St. Jean-Baptiste de La Salle Jean-Baptiste de La Salle was the last person anyone would have expected to become a leader of educational reform; he himself was never an exceptional student, and his family never supported his passion for education and charity. Yet his life is proof of how God works in mysterious ways and how his “power is made perfect in weakness,” (2 Corinthians 12:9). As we celebrate the Feast of St. Jean-Baptiste de La Salle on April 7, we invite you to learn more about his path from unexceptional student to cutting-edge educational leader.

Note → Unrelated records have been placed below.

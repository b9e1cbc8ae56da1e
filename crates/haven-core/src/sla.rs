//! SLA types and the pure parts of the escalation engine.
//!
//! The engine (in `haven-sla`) operates over any *tracked interaction* — an
//! emergency incident mirrored onto this model, a support conversation,
//! anything with a channel, a priority, and a creation time. Policy selection
//! and threshold arithmetic are pure functions here so they can be tested
//! without a store.

use chrono::{DateTime, Utc};
use serde::{Deserialize, Serialize};
use uuid::Uuid;

// ─── Policies ────────────────────────────────────────────────────────────────

/// A response-time policy. Scoped by channel, priority, both, or neither —
/// a policy with neither filter is the catch-all default.
#[derive(Debug, Clone, Serialize, Deserialize)]
pub struct SlaPolicy {
  pub policy_id:                     Uuid,
  pub name:                          String,
  /// Only apply to interactions on this channel, when set.
  pub channel:                       Option<String>,
  /// Only apply to interactions at this priority, when set.
  pub priority:                      Option<i32>,
  pub first_response_minutes:        i64,
  pub resolution_minutes:            i64,
  pub escalation_enabled:            bool,
  pub escalation_threshold_minutes:  i64,
  /// The user interactions are reassigned to when escalation fires.
  pub escalation_target:             Option<Uuid>,
  /// Measure elapsed time against business-hours windows instead of the
  /// wall clock.
  pub business_hours_only:           bool,
  pub active:                        bool,
  pub created_at:                    DateTime<Utc>,
}

/// Input to [`crate::store::SafetyStore::create_policy`].
#[derive(Debug, Clone, Deserialize)]
pub struct NewSlaPolicy {
  pub name:                         String,
  pub channel:                      Option<String>,
  pub priority:                     Option<i32>,
  pub first_response_minutes:       i64,
  pub resolution_minutes:           i64,
  #[serde(default)]
  pub escalation_enabled:           bool,
  #[serde(default)]
  pub escalation_threshold_minutes: i64,
  pub escalation_target:            Option<Uuid>,
  #[serde(default)]
  pub business_hours_only:          bool,
}

/// Deterministic, specificity-scored policy selection.
///
/// A candidate is rejected outright if a declared filter disagrees with the
/// interaction. Survivors score +2 for a (matching) channel filter and +1 for
/// a (matching) priority filter; the highest score wins and equal scores
/// resolve to the earliest candidate in `policies`. A filter-less default
/// (score 0) is therefore used only when nothing more specific matches.
pub fn select_policy<'a>(
  policies: &'a [SlaPolicy],
  channel: &str,
  priority: i32,
) -> Option<&'a SlaPolicy> {
  let mut best: Option<(&SlaPolicy, u8)> = None;

  for policy in policies.iter().filter(|p| p.active) {
    if policy.channel.as_deref().is_some_and(|c| c != channel) {
      continue;
    }
    if policy.priority.is_some_and(|p| p != priority) {
      continue;
    }

    let score = u8::from(policy.channel.is_some()) * 2
      + u8::from(policy.priority.is_some());

    match best {
      // Strictly-greater keeps the first match on ties.
      Some((_, s)) if s >= score => {}
      _ => best = Some((policy, score)),
    }
  }

  best.map(|(p, _)| p)
}

// ─── Check status ────────────────────────────────────────────────────────────

/// Three-way status of a single target check.
#[derive(Debug, Clone, Copy, PartialEq, Eq, Serialize, Deserialize)]
#[serde(rename_all = "lowercase")]
pub enum CheckStatus {
  Ok,
  Warning,
  Breached,
}

/// Threshold arithmetic shared by the first-response and resolution checks.
///
/// `Breached` once no time remains; `Warning` inside the final quarter of the
/// target (rounded up to whole minutes, so a 10-minute target warns with 3
/// minutes left); otherwise `Ok`.
pub fn check_status(target_minutes: i64, elapsed_minutes: i64) -> CheckStatus {
  let remaining = target_minutes - elapsed_minutes;
  if remaining <= 0 {
    CheckStatus::Breached
  } else if remaining <= (target_minutes + 3).div_euclid(4) {
    CheckStatus::Warning
  } else {
    CheckStatus::Ok
  }
}

// ─── Tracked interactions ────────────────────────────────────────────────────

/// Lifecycle state of a tracked interaction. `Resolved` and `Closed` are
/// terminal; `Escalated` is still open but guards the one-shot escalation.
#[derive(Debug, Clone, Copy, PartialEq, Eq, Serialize, Deserialize)]
#[serde(rename_all = "lowercase")]
pub enum InteractionStatus {
  Open,
  Pending,
  Escalated,
  Resolved,
  Closed,
}

impl InteractionStatus {
  pub fn is_terminal(self) -> bool {
    matches!(self, Self::Resolved | Self::Closed)
  }
}

/// Anything the SLA engine guarantees a bounded response for.
#[derive(Debug, Clone, Serialize, Deserialize)]
pub struct TrackedInteraction {
  pub interaction_id:    Uuid,
  /// Origin channel, e.g. `"sos"`, `"chat"`, `"email"`.
  pub channel:           String,
  pub priority:          i32,
  /// Short human-readable summary shown alongside breach alerts.
  pub subject:           Option<String>,
  pub status:            InteractionStatus,
  pub assigned_to:       Option<Uuid>,
  /// When the first outbound response was recorded, if any.
  pub first_response_at: Option<DateTime<Utc>>,
  /// Deadline persisted by `apply_policy`; informational.
  pub response_due_at:   Option<DateTime<Utc>>,
  pub created_at:        DateTime<Utc>,
}

/// Input to [`crate::store::SafetyStore::create_interaction`].
#[derive(Debug, Clone, Deserialize)]
pub struct NewInteraction {
  pub channel:     String,
  pub priority:    i32,
  pub subject:     Option<String>,
  pub assigned_to: Option<Uuid>,
}

// ─── Breaches ────────────────────────────────────────────────────────────────

#[derive(Debug, Clone, Copy, PartialEq, Eq, Serialize, Deserialize)]
#[serde(rename_all = "snake_case")]
pub enum BreachKind {
  FirstResponse,
  Resolution,
}

/// An append-only record of a missed target. At most one unresolved breach
/// exists per (interaction, kind) — the store insert is idempotent.
#[derive(Debug, Clone, Serialize, Deserialize)]
pub struct SlaBreach {
  pub breach_id:      Uuid,
  pub interaction_id: Uuid,
  pub policy_id:      Uuid,
  pub kind:           BreachKind,
  pub target_minutes: i64,
  pub actual_minutes: i64,
  pub breached_at:    DateTime<Utc>,
  pub resolved_at:    Option<DateTime<Utc>>,
}

/// Input to [`crate::store::SafetyStore::open_breach`].
#[derive(Debug, Clone)]
pub struct NewBreach {
  pub interaction_id: Uuid,
  pub policy_id:      Uuid,
  pub kind:           BreachKind,
  pub target_minutes: i64,
  pub actual_minutes: i64,
}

Jean-Baptiste Begins His Educational Work

Jean-Baptiste de La Salle was born in 1651 in France. When he was enrolled at seminary in Paris in 1679, Jean was asked to help start a school for the underprivileged in Reims, and he agreed, thinking he was simply taking on an administrative role.

The school in Reims became immensely popular, and soon, Jean realized that additional resources would be needed. He decided to open his own home as a training center for teachers and a refuge for the poor, all while he himself taught the students. Unfortunately, Jean’s family never approved of his work, but that didn’t stop him from expanding his efforts and becoming wildly successful. The “Brothers of the Christian Schools” were soon known for their exceptionality. By 1717, in addition to their boy’s schools, including a reformatory school, the Brothers of the Christian Schools had established a teacher training program and an educational program for adult prisoners.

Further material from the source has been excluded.